Paignton film critic Tom Leins squares up to a brutal selection of DVD releases.
In a quest to rejuvenate his stagnating career Edward Norton has taken on some bizarre roles in recent years, and few are stranger than convicted arsonist Gerald ‘Stone’ Creeson in Stone (Lionsgate). Sporting an improbable cornrow hairstyle, arms covered in dodgy prison tattoos, Norton definitely looks the part; but is Stone good enough to send him back to the major leagues?
Robert DeNiro stars as Jack Mabry, a jaded parole officer counting down the days until his retirement. Determined to clear his desk before he quits, Mabry finds himself crossing paths with the sociopathic Creeson, who was imprisoned for trying to cover up the murder of his grandparents with a house-fire. Eligible for early release, Creeson must convince the world-weary Mabry that he is a changed man, fully deserving of a shot at freedom. However, with little faith in his ability to convince Mabry of his good intentions, Creeson convinces his wife Lucetta (Milla Jovovich) to seduce the older man and persuade him to change his mind. The borderline-unhinged Lucetta is only too happy to oblige, but the scheme quickly spirals out of control.
Despite a top-drawer cast and an intriguing premise, Stone adds up to less than the sum of its parts, and director John (The Painted Veil) Curran’s slow-burning, dreamy style sucks the energy out of the minimalist narrative. Although it begins with Norton’s weirdest performance in years, and displays flashes of DeNiro’s old edginess, their interplay ultimately drags on too long, and in the end, it’s the provocative Jovovich who impresses the most. All three are convincing as bad people with dark desires, but the film never quite hits the heights it aspires to. Stone is too oblique for mass consumption, but it contains enough impressive scenes to make it worth the effort.
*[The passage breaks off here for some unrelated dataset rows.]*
//! Grading of typed answers.

use crate::answer::{Expected, YesNo};
use crate::question::Question;
use serde::{Deserialize, Serialize};

/// Slack for float noise when a guess sits exactly on the tolerance edge.
const EDGE_EPS: f64 = 1e-9;

#[derive(Debug, Clone, Copy, PartialEq, Eq, Serialize, Deserialize)]
#[serde(rename_all = "snake_case")]
pub enum GradeStatus {
    Correct,
    Incorrect,
    /// Not a number, or not a Y/N; the user should retry.
    Invalid,
}

#[derive(Debug, Clone, PartialEq, Serialize, Deserialize)]
pub struct PartGrade {
    pub status: GradeStatus,
    pub expected: Expected,
    /// Parsed numeric response, when there was one.
    pub given: Option<f64>,
    pub given_text: String,
}

#[derive(Debug, Clone, PartialEq, Serialize, Deserialize)]
pub struct GradeReport {
    pub parts: Vec<PartGrade>,
}

impl GradeReport {
    /// Every part correct.
    pub fn all_correct(&self) -> bool {
        !self.parts.is_empty() && self.parts.iter().all(|p| p.status == GradeStatus::Correct)
    }

    pub fn has_invalid(&self) -> bool {
        self.parts.iter().any(|p| p.status == GradeStatus::Invalid)
    }

    pub fn correct_count(&self) -> usize {
        self.parts.iter().filter(|p| p.status == GradeStatus::Correct).count()
    }
}

/// Lenient numeric parse: `"156"`, `" 156 psi "`, `"1,200 gpm"`.
pub fn parse_number(input: &str) -> Option<f64> {
    let trimmed = input.trim();
    let numeric_end = trimmed
        .char_indices()
        .find(|&(i, c)| !(c.is_ascii_digit() || c == '.' || c == ',' || ((c == '-' || c == '+') && i == 0)))
        .map_or(trimmed.len(), |(i, _)| i);
    let (number, suffix) = trimmed.split_at(numeric_end);
    if !suffix.trim().chars().all(|c| c.is_alphabetic() || c == '/' || c == '.') {
        return None;
    }
    let cleaned: String = number.chars().filter(|&c| c != ',').collect();
    cleaned.parse::<f64>().ok().filter(|v| v.is_finite())
}

/// First non-space letter, `Y` or `N`, case-insensitive.
pub fn parse_yes_no(input: &str) -> Option<YesNo> {
    match input.trim().chars().next()?.to_ascii_uppercase() {
        'Y' => Some(YesNo::Yes),
        'N' => Some(YesNo::No),
        _ => None,
    }
}

pub fn grade_part(expected: &Expected, input: &str) -> PartGrade {
    let (status, given) = match expected {
        Expected::Number { value, tolerance, .. } => match parse_number(input) {
            Some(v) if (v - value).abs() <= tolerance + EDGE_EPS => (GradeStatus::Correct, Some(v)),
            Some(v) => (GradeStatus::Incorrect, Some(v)),
            None => (GradeStatus::Invalid, None),
        },
        Expected::YesNo { answer } => match parse_yes_no(input) {
            Some(yn) if yn == *answer => (GradeStatus::Correct, None),
            Some(_) => (GradeStatus::Incorrect, None),
            None => (GradeStatus::Invalid, None),
        },
    };
    PartGrade {
        status,
        expected: expected.clone(),
        given,
        given_text: input.to_string(),
    }
}

/// Grade responses in part order. Missing responses are invalid.
pub fn grade<S: AsRef<str>>(question: &Question, answers: &[S]) -> GradeReport {
    let parts = question
        .expected_parts()
        .into_iter()
        .enumerate()
        .map(|(i, expected)| grade_part(expected, answers.get(i).map_or("", |a| a.as_ref())))
        .collect();
    GradeReport { parts }
}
After teaming up in the unwatchably bad Number One Girl, Vinnie Jones and Tony Schiena have now been reunited for violent prison thriller Locked Down (Lionsgate). Schiena stars as Danny Bolan, a committed undercover cop who finds himself framed by his colleagues after a suspect dies during a raid. In Blackwater State Penitentiary Danny soon attracts the attentions of the criminal fraternity, eager to take a shot at a disgraced ex-cop. Inevitably, Danny has history with a number of inmates, but there is particularly bad blood between him and Anton Vargas (Vinnie Jones), an incarcerated crime-lord who runs a brutal cage-fighting tournament in the bowels of the prison. A shank in the gut quickly persuades Danny to participate in Vargas’s money-spinning blood-sport, but does he have the nerve to go the distance?
Despite an abundance of bruising, high-impact fight scenes, Schiena is so wooden that it’s a surprise his co-stars don’t end up with splinters every time they hit him. Indeed, when Vinnie Jones is the best actor in the film you know you’re in trouble. Although it aims to be the Shawshank Redemption of Mixed Martial Arts movies, Locked Down is a truly rudimentary piece of filmmaking with little to excite anyone outside of the (admittedly huge) MMA-loving demographic. The film’s above-average production values can’t disguise the amateurish script, and the abundance of branded leisure-wear on display shows where the producers’ real priorities lie. (If you want to check out a prison fight movie with brains as well as brawns, try 2008’s Felon instead?)
It’s hard to believe that Texan actor Rudy Youngblood hasn’t made a single film since starring as Jaguar Paw in Mel Gibson’s phenomenal Apocalypto. Four years on, a now shaven-headed Youngblood is back in front of the cameras in Beatdown (Chelsea Films). Youngblood stars as Brandon, a ferocious bare-knuckle fighter who is forced to flee his hometown when his dead brother’s gangster associates attempt to extort cash out of him. Shacked up with his embittered, wheelchair-bound father (Danny Trejo), Brandon is eager to find a new avenue of pleasure, and it isn’t long before he becomes embroiled in the vicious local fight scene.
Youngblood acquits himself well in the admittedly one-dimensional role of Brandon, and the casting of Trejo and Eric Balfour gives the film a mainstream veneer, but a career in Ultimate Fighting is no guarantee of acting ability and British UFC star Michael Bisping sticks out like a sore thumb with his comical Northern accent. Ultimately Beatdown falls apart due to stunt-coordinator-turned-director Mike Gunther’s bizarre preoccupation with epilepsy-inducing editing techniques, which detract from the film’s gritty aesthetic. Fans of Mixed Martial Arts will enjoy the bone-crunching array of fight scenes, but the slap-dash narrative and distracting editing ensure that Beatdown taps out. Ropey stuff.